When the Covid-19 lockdown came into force, a huge cross-sector effort virtually ended rough sleeping overnight. It became clear that with determination and enough funding, the seemingly impossible task of housing the country’s rough sleepers is possible.
Unfortunately these efforts have not been sustained, and rough sleepers find themselves back on the streets. Worse still, when the ban on evictions ends this Sunday, many more people will be put at risk of homelessness.
Rough sleeping in England has increased by between 140% and 250% in the past decade. As well as rough sleepers, there is also a growing crisis of hidden homelessness – those sofa surfing, living in temporary accommodation or sleeping in night shelters and refuges.
In December 2019, Prime Minister Boris Johnson committed to ending rough sleeping by 2024. Far from bringing an end to this crisis, the lack of prevention we have seen over the past decade is pushing another generation towards an increased risk of homelessness.
Homelessness is caused by wealth inequality: as the cost of living rises, more people are pushed into precarious living situations. Alongside a widening inequality gap, a lack of prevention in mental illness, drug and alcohol dependency and domestic abuse is also contributing to this rising crisis.

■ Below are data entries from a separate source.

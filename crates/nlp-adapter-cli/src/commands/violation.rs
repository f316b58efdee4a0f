use std::io::{self, Write};

use anyhow::Result;
use nlp_adapter::max_constraint_violation;
use tracing::debug;

pub fn handle(inequality: &[f64], equality: &[f64]) -> Result<()> {
    debug!(
        inequality = inequality.len(),
        equality = equality.len(),
        "computing constraint violation"
    );
    write_violation(&mut io::stdout(), inequality, equality)
}

fn write_violation<W: Write>(out: &mut W, inequality: &[f64], equality: &[f64]) -> Result<()> {
    writeln!(out, "{}", max_constraint_violation(inequality, equality))?;
    Ok(())
}

#[cfg(test)]
mod tests {
    use super::*;

    #[test]
    fn test_write_violation() {
        let mut out = Vec::new();
        write_violation(&mut out, &[-1.0, 2.0, -3.0], &[-2.5]).unwrap();
        assert_eq!(String::from_utf8(out).unwrap(), "2.5\n");
    }

    #[test]
    fn test_write_violation_feasible() {
        let mut out = Vec::new();
        write_violation(&mut out, &[-1.0], &[]).unwrap();
        assert_eq!(String::from_utf8(out).unwrap(), "0\n");
    }
}
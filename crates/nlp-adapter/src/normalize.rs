//! Post-solve normalization.
//!
//! Turns a backend's [`RawSolution`] into a [`Solution`] by applying the
//! backend's quirk row:
//!
//! 1. flatten a column-matrix solution vector,
//! 2. re-evaluate the final point unless the echoed values are trusted,
//! 3. read the Pareto front from an external extractor for population-based
//!    multi-objective backends,
//!
//! and then computes the aggregate constraint violation.

use tracing::{debug, warn};

use crate::backend::{RawDesign, RawSolution};
use crate::bridge::{FinalEvaluator, ProblemShape};
use crate::error::{AdapterError, AdapterResult};
use crate::evaluation::ObjectiveValues;
use crate::population::{PopulationLayout, ResultExtractor};
use crate::quirks::BackendQuirks;
use crate::solution::{PointSolution, Solution};
use crate::violation::{max_constraint_violation, worst_violation};

/// Repairs backend-specific defects in a raw solution.
pub struct ResultNormalizer {
    quirks: BackendQuirks,
    always_reevaluate: bool,
    extractor: Option<Box<dyn ResultExtractor>>,
}

impl ResultNormalizer {
    pub fn new(quirks: BackendQuirks) -> Self {
        Self {
            quirks,
            always_reevaluate: false,
            extractor: None,
        }
    }

    /// Re-evaluate the final point even when the backend is trusted.
    pub fn always_reevaluate(mut self, yes: bool) -> Self {
        self.always_reevaluate = yes;
        self
    }

    /// Source of the front for backends flagged `uses_external_population_file`.
    pub fn with_extractor(mut self, extractor: Box<dyn ResultExtractor>) -> Self {
        self.extractor = Some(extractor);
        self
    }

    pub fn quirks(&self) -> BackendQuirks {
        self.quirks
    }

    /// Normalize `raw` and return it with its maximum constraint violation.
    pub fn normalize(
        &self,
        raw: RawSolution,
        shape: &ProblemShape,
        evaluator: &mut dyn FinalEvaluator,
    ) -> AdapterResult<(Solution, f64)> {
        if self.quirks.uses_external_population_file && shape.objective_count() > 1 {
            if let Some(extractor) = &self.extractor {
                let layout = PopulationLayout::new(shape.nx, shape.nc, shape.objective_count());
                debug!(extractor = extractor.name(), "extracting Pareto front");
                let front = extractor.extract(&layout)?;
                let violation = worst_violation(
                    front
                        .constraints
                        .iter()
                        .map(|c| max_constraint_violation(c, &[])),
                );
                return Ok((Solution::Front(front), violation));
            }
            warn!(
                backend = %raw.backend,
                "no result extractor configured, using echoed single point"
            );
        }

        let x = self.flatten(&raw.backend, raw.x_star, shape.nx)?;
        let echo = Echo {
            backend: &raw.backend,
            objective: raw.f_star,
            inequality: raw.inequality_star,
            equality: raw.equality_star,
        };
        let point = self.final_point(x, echo, shape, evaluator)?;
        let violation = max_constraint_violation(&point.inequality, &point.equality);
        Ok((Solution::Point(point), violation))
    }

    fn flatten(&self, backend: &str, design: RawDesign, nx: usize) -> AdapterResult<Vec<f64>> {
        let x = match design {
            RawDesign::Flat(x) => x,
            RawDesign::Column(rows) if self.quirks.reshape_column_solution => {
                debug!(rows = rows.len(), "flattening column solution");
                rows.into_iter()
                    .map(|row| {
                        row.first().copied().ok_or_else(|| AdapterError::MalformedSolution {
                            backend: backend.to_string(),
                            message: "empty row in column solution".to_string(),
                        })
                    })
                    .collect::<AdapterResult<Vec<f64>>>()?
            }
            RawDesign::Column(_) => {
                warn!(backend, "column solution from a backend not flagged for reshaping");
                return Err(AdapterError::MalformedSolution {
                    backend: backend.to_string(),
                    message: "solution reported as a column matrix".to_string(),
                });
            }
        };

        if x.len() != nx {
            return Err(AdapterError::MalformedSolution {
                backend: backend.to_string(),
                message: format!("expected {nx} design variables, found {}", x.len()),
            });
        }
        Ok(x)
    }

    fn final_point(
        &self,
        x: Vec<f64>,
        echo: Echo<'_>,
        shape: &ProblemShape,
        evaluator: &mut dyn FinalEvaluator,
    ) -> AdapterResult<PointSolution> {
        let trusted = self.quirks.trust_echoed_result && !self.always_reevaluate;
        if !trusted {
            let eval = evaluator.reevaluate(&x)?;
            let equality = eval.equality_values().to_vec();
            return Ok(PointSolution {
                x,
                objective: eval.objective,
                inequality: eval.inequality,
                equality,
            });
        }

        echo.validate(shape)?;
        // A group with no entries needs no echo.
        let inequality = echo.inequality.or_else(|| (shape.nc == 0).then(Vec::new));
        let equality = echo.equality.or_else(|| (shape.neq == 0).then(Vec::new));
        match (inequality, equality) {
            (Some(inequality), Some(equality)) => {
                debug!("using echoed final values");
                Ok(PointSolution {
                    x,
                    objective: echo.objective,
                    inequality,
                    equality,
                })
            }
            _ => {
                // Echoed objective is kept; constraints still come from the function.
                debug!("echoed constraints incomplete, re-evaluating for constraint values");
                let eval = evaluator.reevaluate(&x)?;
                let equality = eval.equality_values().to_vec();
                Ok(PointSolution {
                    x,
                    objective: echo.objective,
                    inequality: eval.inequality,
                    equality,
                })
            }
        }
    }
}

/// Final values a backend echoed in its solution record.
struct Echo<'a> {
    backend: &'a str,
    objective: ObjectiveValues,
    inequality: Option<Vec<f64>>,
    equality: Option<Vec<f64>>,
}

impl Echo<'_> {
    fn validate(&self, shape: &ProblemShape) -> AdapterResult<()> {
        let checks = [
            ("objective", Some(self.objective.len()), shape.objective_count()),
            (
                "inequality",
                self.inequality.as_ref().map(Vec::len),
                shape.nc,
            ),
            ("equality", self.equality.as_ref().map(Vec::len), shape.neq),
        ];
        for (what, found, expected) in checks {
            if let Some(found) = found.filter(|&n| n != expected) {
                return Err(AdapterError::MalformedSolution {
                    backend: self.backend.to_string(),
                    message: format!("echoed {what} has {found} values, expected {expected}"),
                });
            }
        }
        Ok(())
    }
}
//! Pareto-front extraction from population files.
//!
//! Some population-based multi-objective backends do not echo their result
//! through the solution record; they write the final population to a text
//! file instead. The layout is a two-line header followed by one
//! whitespace-delimited row per member:
//!
//! ```text
//! f_0 .. f_{nf-1}  c_0 .. c_{nc-1}  x_0 .. x_{nx-1}  rank  [ignored ...]
//! ```
//!
//! Only rank-1 members (the first Pareto front) are kept. Constraint columns
//! are stored as `c >= 0` feasible and are negated into the `c <= 0`
//! convention used everywhere else.

use std::fs::File;
use std::io::{BufRead, BufReader};
use std::path::{Path, PathBuf};

use serde::{Deserialize, Serialize};
use tracing::{debug, info};

use crate::error::{AdapterError, AdapterResult};

/// Header lines skipped at the top of a population file.
pub const HEADER_LINES: usize = 2;

/// Column counts of a population row.
#[derive(Debug, Clone, Copy, PartialEq, Eq, Serialize, Deserialize)]
pub struct PopulationLayout {
    pub nx: usize,
    pub nc: usize,
    pub nf: usize,
}

impl PopulationLayout {
    pub fn new(nx: usize, nc: usize, nf: usize) -> Self {
        Self { nx, nc, nf }
    }

    /// Zero-based column of the rank field.
    pub fn rank_column(&self) -> usize {
        self.nf + self.nc + self.nx
    }

    /// Minimum number of fields in a row.
    pub fn min_fields(&self) -> usize {
        self.rank_column() + 1
    }
}

/// Members of the first Pareto front, in file order.
#[derive(Debug, Clone, PartialEq, Default, Serialize, Deserialize)]
pub struct ParetoFront {
    pub designs: Vec<Vec<f64>>,
    pub objectives: Vec<Vec<f64>>,
    /// Inequality constraints in the `c <= 0` convention.
    pub constraints: Vec<Vec<f64>>,
}

impl ParetoFront {
    pub fn len(&self) -> usize {
        self.designs.len()
    }

    pub fn is_empty(&self) -> bool {
        self.designs.is_empty()
    }
}

/// Parse a population file from any buffered reader.
///
/// Blank lines are skipped. A row with too few fields or a non-numeric
/// field is a fatal error; extra trailing fields are ignored.
pub fn parse_population<R: BufRead>(
    reader: R,
    layout: &PopulationLayout,
) -> AdapterResult<ParetoFront> {
    let mut front = ParetoFront::default();
    let mut discarded = 0usize;

    for (idx, line) in reader.lines().enumerate() {
        let line = line?;
        if idx < HEADER_LINES || line.trim().is_empty() {
            continue;
        }
        let line_no = idx + 1;

        let fields: Vec<&str> = line.split_whitespace().collect();
        if fields.len() < layout.min_fields() {
            return Err(AdapterError::PopulationParse {
                line: line_no,
                reason: format!(
                    "expected at least {} fields, found {}",
                    layout.min_fields(),
                    fields.len()
                ),
            });
        }

        let values = fields[..layout.min_fields()]
            .iter()
            .map(|field| {
                field.parse::<f64>().map_err(|e| AdapterError::PopulationParse {
                    line: line_no,
                    reason: format!("invalid number `{field}`: {e}"),
                })
            })
            .collect::<AdapterResult<Vec<f64>>>()?;

        if values[layout.rank_column()] != 1.0 {
            discarded += 1;
            continue;
        }

        let (objectives, rest) = values.split_at(layout.nf);
        let (constraints, rest) = rest.split_at(layout.nc);
        let design = &rest[..layout.nx];

        front.objectives.push(objectives.to_vec());
        front.constraints.push(constraints.iter().map(|c| -c).collect());
        front.designs.push(design.to_vec());
    }

    info!(
        kept = front.len(),
        discarded, "parsed population front"
    );
    Ok(front)
}

/// Source of a multi-objective result that bypasses the solution record.
pub trait ResultExtractor {
    /// Short name for logs.
    fn name(&self) -> &str;

    /// Extract the final front.
    fn extract(&self, layout: &PopulationLayout) -> AdapterResult<ParetoFront>;
}

/// Reads the front from a population file on disk.
#[derive(Debug, Clone, PartialEq, Eq)]
pub struct PopulationFile {
    path: PathBuf,
}

impl PopulationFile {
    pub fn new(path: impl Into<PathBuf>) -> Self {
        Self { path: path.into() }
    }

    pub fn path(&self) -> &Path {
        &self.path
    }
}

impl ResultExtractor for PopulationFile {
    fn name(&self) -> &str {
        "population-file"
    }

    fn extract(&self, layout: &PopulationLayout) -> AdapterResult<ParetoFront> {
        debug!(path = %self.path.display(), "reading population file");
        let file = File::open(&self.path)?;
        parse_population(BufReader::new(file), layout)
    }
}
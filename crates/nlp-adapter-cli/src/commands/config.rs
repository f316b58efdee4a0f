use std::io::{self, Write};
use std::path::Path;

use anyhow::{Context, Result};
use nlp_adapter::AdapterConfig;
use tracing::info;

/// Write the default configuration to `out`, or to stdout.
pub fn handle_init(out: Option<&Path>) -> Result<()> {
    let config = AdapterConfig::default();
    match out {
        Some(path) => {
            config
                .save_to(path)
                .with_context(|| format!("writing configuration to {}", path.display()))?;
            info!(path = %path.display(), "wrote default configuration");
        }
        None => {
            let text = config.to_toml_string().context("rendering configuration")?;
            io::stdout().write_all(text.as_bytes())?;
        }
    }
    Ok(())
}
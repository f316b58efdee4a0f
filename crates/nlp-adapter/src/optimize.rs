//! Top-level solve orchestration.

use std::time::Instant;

use tracing::{debug, info, info_span};

use crate::backend::{Sensitivity, SolverBackend};
use crate::bridge::EvaluationBridge;
use crate::config::AdapterConfig;
use crate::descriptor::{LinearConstraint, ProblemDescriptor};
use crate::error::{AdapterError, AdapterResult};
use crate::evaluation::Evaluator;
use crate::normalize::ResultNormalizer;
use crate::population::PopulationFile;
use crate::solution::{OptimizeResult, SolveInfo};

/// Optional linear constraint blocks of a problem.
#[derive(Debug, Clone, Default, PartialEq)]
pub struct LinearConstraints {
    /// `A x <= b`.
    pub inequality: Option<LinearConstraint>,
    /// `Aeq x == beq`.
    pub equality: Option<LinearConstraint>,
}

impl LinearConstraints {
    pub fn none() -> Self {
        Self::default()
    }

    pub fn inequality(mut self, matrix: Vec<Vec<f64>>, bound: Vec<f64>) -> Self {
        self.inequality = Some(LinearConstraint::new(matrix, bound));
        self
    }

    pub fn equality(mut self, matrix: Vec<Vec<f64>>, bound: Vec<f64>) -> Self {
        self.equality = Some(LinearConstraint::new(matrix, bound));
        self
    }

    pub fn is_empty(&self) -> bool {
        self.inequality.as_ref().map_or(true, LinearConstraint::is_empty)
            && self.equality.as_ref().map_or(true, LinearConstraint::is_empty)
    }
}

/// Solve with the default [`AdapterConfig`].
///
/// See [`optimize_with_config`].
pub fn optimize<E, S>(
    func: E,
    x0: &[f64],
    lower: &[f64],
    upper: &[f64],
    solver: &mut S,
    linear: LinearConstraints,
) -> AdapterResult<OptimizeResult>
where
    E: Evaluator,
    S: SolverBackend + ?Sized,
{
    optimize_with_config(func, x0, lower, upper, solver, linear, &AdapterConfig::default())
}

/// Run one solve of `func` through `solver`.
///
/// This function:
/// 1. Calls `func` once at `x0` to detect the evaluation form and sizes
/// 2. Builds the [`ProblemDescriptor`] and picks the sensitivity strategy
/// 3. Invokes the solver once with the bridge as its callbacks
/// 4. Normalizes the raw solution per the backend's quirk row
///
/// The call counter and gradient cache live in the bridge created here, so
/// nothing carries over between solves.
///
/// # Errors
///
/// Fails on inconsistent inputs, on any error from `func` (which aborts the
/// solve), on evaluation-form changes, on solver failure, and on malformed
/// solver output.
pub fn optimize_with_config<E, S>(
    func: E,
    x0: &[f64],
    lower: &[f64],
    upper: &[f64],
    solver: &mut S,
    linear: LinearConstraints,
    config: &AdapterConfig,
) -> AdapterResult<OptimizeResult>
where
    E: Evaluator,
    S: SolverBackend + ?Sized,
{
    let backend_name = solver.name().to_string();
    let span = info_span!("optimize", backend = %backend_name);
    let _enter = span.enter();

    let (mut bridge, _initial) = EvaluationBridge::detect(func, x0)?;
    let shape = bridge.shape();

    let mut builder = ProblemDescriptor::builder(&config.problem_name, x0, lower, upper)?
        .objectives(shape.nf)
        .inequality(shape.nc)
        .equality(shape.neq);
    if let Some(a) = &linear.inequality {
        builder = builder.linear_inequality(a)?;
    }
    if let Some(aeq) = &linear.equality {
        builder = builder.linear_equality(aeq)?;
    }
    let descriptor = builder.build();

    let sensitivity = if bridge.has_gradients() {
        Sensitivity::Analytic
    } else {
        Sensitivity::FiniteDifference(config.finite_difference)
    };
    info!(
        groups = descriptor.group_names().len(),
        %sensitivity,
        "starting solver"
    );

    let started = Instant::now();
    let raw = solver
        .solve(&descriptor, &sensitivity, &mut bridge)
        .map_err(AdapterError::from_solver)?;
    let measured = started.elapsed();
    debug!(
        reported = %raw.backend,
        calls = bridge.calls(),
        "solver returned"
    );

    let quirks = config.quirk_table().lookup(&raw.backend);
    debug!(?quirks, "selected backend quirks");
    let mut normalizer =
        ResultNormalizer::new(quirks).always_reevaluate(config.normalizer.always_reevaluate);
    if quirks.uses_external_population_file {
        normalizer = normalizer.with_extractor(Box::new(PopulationFile::new(
            &config.normalizer.population_file,
        )));
    }

    let elapsed = raw.opt_time.unwrap_or(measured);
    let termination = raw.inform.clone();
    let backend = raw.backend.clone();
    let (solution, max_constraint_violation) = normalizer.normalize(raw, &shape, &mut bridge)?;

    let info = SolveInfo {
        function_calls: bridge.calls(),
        elapsed,
        termination,
        max_constraint_violation,
        backend,
    };
    info!(
        calls = info.function_calls,
        elapsed_ms = info.elapsed.as_millis() as u64,
        violation = info.max_constraint_violation,
        "solve finished"
    );

    Ok(OptimizeResult { solution, info })
}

As a country, we are facing a pandemic-induced economic and employment crisis. In my constituency alone, over 3,000 people have applied for Universal Credit since March this year. Young people are one of the groups facing an increased risk of homelessness in the future if the government fails to invest in prevention now.
Hundreds of thousands of young people have graduated university this year, and millions more have left schools or sixth forms. These young people are entering the toughest jobs market we have seen in decades. As rent prices and the cost of living continues to rise, the opportunities for young people continue to decrease.
The Children’s Society’s Good Childhood report this year found that an alarming one in five young people report low wellbeing, and that 15-year-olds in the UK are among the saddest and least satisfied with their lives in Europe.
Investment in youth services and mental health services has decreased drastically over the past decade. Paired with a lack of opportunities in the jobs market and the failure to help secure young people’s academic futures following the recent exams fiasco, young people are heading towards a future of economic and personal insecurity.
The importance of prevention in all areas must not be undermined, and this must be available to everyone throughout their lives. A good standard of education, access to mental health services, volunteering opportunities, skills-based training, investment in higher education are all needed to ensure young people can form stable futures.
However, as the number of problems facing young people continues to grow and the threat of homelessness becomes increasingly imminent, there is one area in which the government can immediately invest in to provide security and prevent homelessness: housing.
Social housing continues to be one of the biggest needs for people young and old in all areas of the UK. Research this week by the National Housing Federation shows there are now 3.8 million people in need of a social home. Access to social housing means that whilst tackling mental health issues, a lack of job opportunities or dependencies, people can at least have a roof over their heads and a place to call home.
Backed by over 60 organisations including charities, banks and think tanks, the Homes at the Heart campaign is calling for the government to make a “once-in-a-generation” investment in social housing as part of their plan to help the country recover from coronavirus. Not only will this provide safe and affordable homes to those most in need of them – funding new social homes will also create jobs, kickstart the economy and develop thriving local communities in places that have previously been neglected.
Social housing is the main preventative measure that needs to be put in place because access to housing means no person is ever forced to sleep on the streets. This must become and remain a main priority for the government in charge.